In the past 35 years or so I have seen alternative wellness modalities come from relative obscurity to the brink of being accepted as mainstream. In the past 15 years I have watched the field or hypnotherapy rise from being stereotyped with images of Count Dracula, to being viewed as a respected profession. One of my goals is to inspire those practicing hypnotherapy (and other alternative wellness methods) to present and conduct themselves in a professional way. That is the only way through which hypnotherapy (or any alternative method of wellness) will attain the full respect that it deserves. Not only is it in every practitioner’s best interest to represent our profession(s) in a respectable way, it is imperative for the future of holistic and alternative health that we do so.
As hypnotherapists (or counselors) it is our job and purpose to assist the client/patient in achieving his or her goals. That is our only job. A true professional never agendizes his or her therapy sessions. As a professional it is critical that we leave our personal agendas outside of the office walls. A therapist should never assume the roll of pastor, priest, or rabbi. If a person goes to his or her spiritual leader for counseling that is a horse of a different color. He or she has gone to that spiritual leader for the express purpose of receiving counseling based upon that particular belief structure. That is not the case when an individual chooses a professional clinical therapist or counselor. This holds true even if the therapist happens to be a man (or woman) of the cloth. In a clinical setting those biases must be left outside.
We all have prejudices and biases. Anyone who says that they do not is either lying to you, or to themselves. One difference between a true professional and a want-to-be therapist, is the ability to keep those biases out of the therapy sessions. Clearly, those who bring their personal agendas into therapy sessions are, in my opinion, either self-righteous people who think that they have all of the answers, or they are simply inept therapists. Either way the client/patient looses.
One way to assure a quality session is to make non-agendized suggestions and to ask non-leading questions. Conversely, making agendized suggestions or asking leading questions automatically perverts the session. In much the same way that politicians manipulate surveys and polls some therapists manipulate sessions. This is done sometimes by accident and sometime with intent (possibly even good intent). Either way, the damage is the same. Below, as an example, you will find two imaginary political statements. They both represent the same situation but are framed to solicit two very different responses.

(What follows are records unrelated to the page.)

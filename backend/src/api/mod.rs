//! HTTP API module.
//!
//! This module provides the HTTP server, its types and the pipeline log stream.

pub mod logs;
pub mod server;
pub mod types;

pub use logs::*;
pub use server::start_server;
pub use types::*;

- Candidate John Smith wants to starve children by cutting funding.
- Candidate John Smith will vote against a tax increase wanted by (opponent) for the purpose of sending additional funds to an unstable third world government.

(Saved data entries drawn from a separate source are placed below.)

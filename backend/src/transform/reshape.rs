//! Wide-to-long reshape of segment columns and reconstruction of the
//! symbolic specification table.
//!
//! ```text
//! Labeled rows (wide)                   Long form                       Final spec
//! ┌───────────────────────────┐   ┌──────────────────────────┐   ┌──────────────────────────┐
//! │ 0 util_a │ M=0.5 │ H=     │ → │ 0 util_a  M  0.5         │ → │ util_a │ util_a_M │      │
//! │ 1 util_b │ M=    │ H=-999 │   │ 0 util_a  H  (null)      │   │ util_b │          │ ..._H│
//! └───────────────────────────┘   │ 1 util_b  M  (null)      │   └──────────────────────────┘
//!                                 │ 1 util_b  H  -999        │
//!                                 └──────────────────────────┘
//! ```

use serde::Serialize;

use crate::models::{CoefficientValue, FinalSpecRow, FinalSpecTable, SpecTable};

/// A raw row with its label attached.
#[derive(Debug, Clone, PartialEq, Serialize)]
#[serde(rename_all = "camelCase")]
pub struct LabeledRow {
    /// Original row index.
    pub index: usize,
    pub label: String,
    pub description: Option<String>,
    pub expression: Option<String>,
    pub values: Vec<Option<CoefficientValue>>,
}

/// The input table with labels and explicit row indices.
#[derive(Debug, Clone, PartialEq, Serialize)]
#[serde(rename_all = "camelCase")]
pub struct LabeledTable {
    pub segment_columns: Vec<String>,
    pub rows: Vec<LabeledRow>,
}

/// One (row, segment) cell of the unpivoted table.
#[derive(Debug, Clone, PartialEq, Serialize)]
#[serde(rename_all = "camelCase")]
pub struct LongEntry {
    /// Original row index.
    pub index: usize,
    pub label: String,
    /// Position of the segment column.
    pub column: usize,
    pub segment: String,
    pub value: Option<CoefficientValue>,
}

impl LongEntry {
    /// Symbolic name for this cell.
    pub fn coefficient_name(&self) -> String {
        coefficient_name(&self.label, &self.segment)
    }
}

/// `<label>_<segment>`
pub fn coefficient_name(label: &str, segment: &str) -> String {
    format!("{}_{}", label, segment)
}

/// Attach `prefix + label` to every row.
///
/// `labels` comes from the normalizer and has one entry per row.
pub fn attach_labels(table: &SpecTable, labels: &[String], prefix: &str) -> LabeledTable {
    debug_assert_eq!(table.rows.len(), labels.len());

    let rows = table
        .rows
        .iter()
        .zip(labels)
        .map(|(row, label)| LabeledRow {
            index: row.index,
            label: format!("{}{}", prefix, label),
            description: row.description.clone(),
            expression: row.expression.clone(),
            values: row.values.clone(),
        })
        .collect();

    LabeledTable {
        segment_columns: table.segment_columns.clone(),
        rows,
    }
}

/// Unpivot every segment cell, empty ones included.
///
/// Entries are ordered by row, then by segment column.
pub fn unpivot(table: &LabeledTable) -> Vec<LongEntry> {
    let mut entries = Vec::with_capacity(table.rows.len() * table.segment_columns.len());

    for row in &table.rows {
        for (column, segment) in table.segment_columns.iter().enumerate() {
            entries.push(LongEntry {
                index: row.index,
                label: row.label.clone(),
                column,
                segment: segment.clone(),
                value: row.values.get(column).cloned().flatten(),
            });
        }
    }

    entries
}

/// Rebuild the specification with coefficient names in place of values.
///
/// Rows that have no coefficient at all are left out unless `keep_empty_rows`
/// is set. Every segment column is kept in the output, even if all its cells
/// are empty.
pub fn build_final_spec(
    table: &LabeledTable,
    long: &[LongEntry],
    keep_empty_rows: bool,
) -> FinalSpecTable {
    let width = table.segment_columns.len();
    let mut rows: Vec<(usize, FinalSpecRow)> = table
        .rows
        .iter()
        .map(|row| {
            (
                row.index,
                FinalSpecRow {
                    label: row.label.clone(),
                    description: row.description.clone(),
                    expression: row.expression.clone(),
                    cells: vec![None; width],
                },
            )
        })
        .collect();

    // Row indices are positions, but look them up rather than assume it.
    rows.sort_by_key(|(index, _)| *index);
    for entry in long.iter().filter(|e| e.value.is_some()) {
        if let Ok(pos) = rows.binary_search_by_key(&entry.index, |(index, _)| *index) {
            if let Some(cell) = rows[pos].1.cells.get_mut(entry.column) {
                *cell = Some(entry.coefficient_name());
            }
        }
    }

    let rows = rows
        .into_iter()
        .map(|(_, row)| row)
        .filter(|row| keep_empty_rows || row.cells.iter().any(Option::is_some))
        .collect();

    FinalSpecTable {
        segment_columns: table.segment_columns.clone(),
        rows,
    }
}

According to the first statement, most people would think that John Smith was a dirty rat. Reading the second statement, he would probably be perceived to be a responsible taxpayer’s advocate.
Often poorly trained or unprofessional therapists do virtually the same thing within their sessions. Some, based only on the initial contact, (even before the intake), will decide what the client/patient “really needs”… even if that differs from the client/patient’s stated goal. The therapist then proceeds, based on the pre-determined result he or she “expects to get”, rather that what the client/patient came to the therapist to accomplish. This is certainly not in the client/patient’s best interest. For example, it has been discovered (more frequently than anyone should be comfortable with) that, many parents have been wrongly accused of child abuse due to the leading nature of questions within sessions conducted by overzealous or agendized therapists. I am not saying that cases of child abuse don’t exist. They certainly do. When they do exist the punishment should be severe. The sad part is that there have been caring parents wrongly convicted based on the testimony of agendized psychologists and therapists. Those of you trained in hypnotherapy know the power of words. This is especially true when dealing with children. If an authority figure asks a child, “where did mommy or daddy touch you” that therapist, by virtue of that statement, has already planted the idea that it happened. That therapist probably entered into the interview with the pre-conceived idea that it did happen. That can be enough to taint the process. A more accurate way to conduct the interview would be to ask the child general questions about every day life thereby letting the child develop the information. If the child volunteers that mommy or daddy touched him or her, the therapist might then say, oh really, in what way, or describe that to me. This type of questioning may take longer, but it will result in a far more accurate and unbiased interview.
Non-leading questions and statements should be the norm, beginning with the pre-talk. The intake should be an information-gathering tool, not an indoctrination.
Anything other than professional conduct jeopardizes the future for all alternative wellness professionals. You know the old saying: “Do something right and no one remembers. Do something wrong and no one forgets”. This is so true, and one bad apple can spoil the whole bunch. We have to be self-policing and maintain the highest level of professionalism. This is the era where alternative wellness professions have the opportunity to show themselves to be valuable professionals. As in any emerging profession we must go over and above the call of duty to prove our value. Those who do anything else give ammunition to those who would like to see alternative modalities fail. This is our duty and obligation. It is our responsibility to ourselves and to our colleagues to uphold the highest levels of professionalism.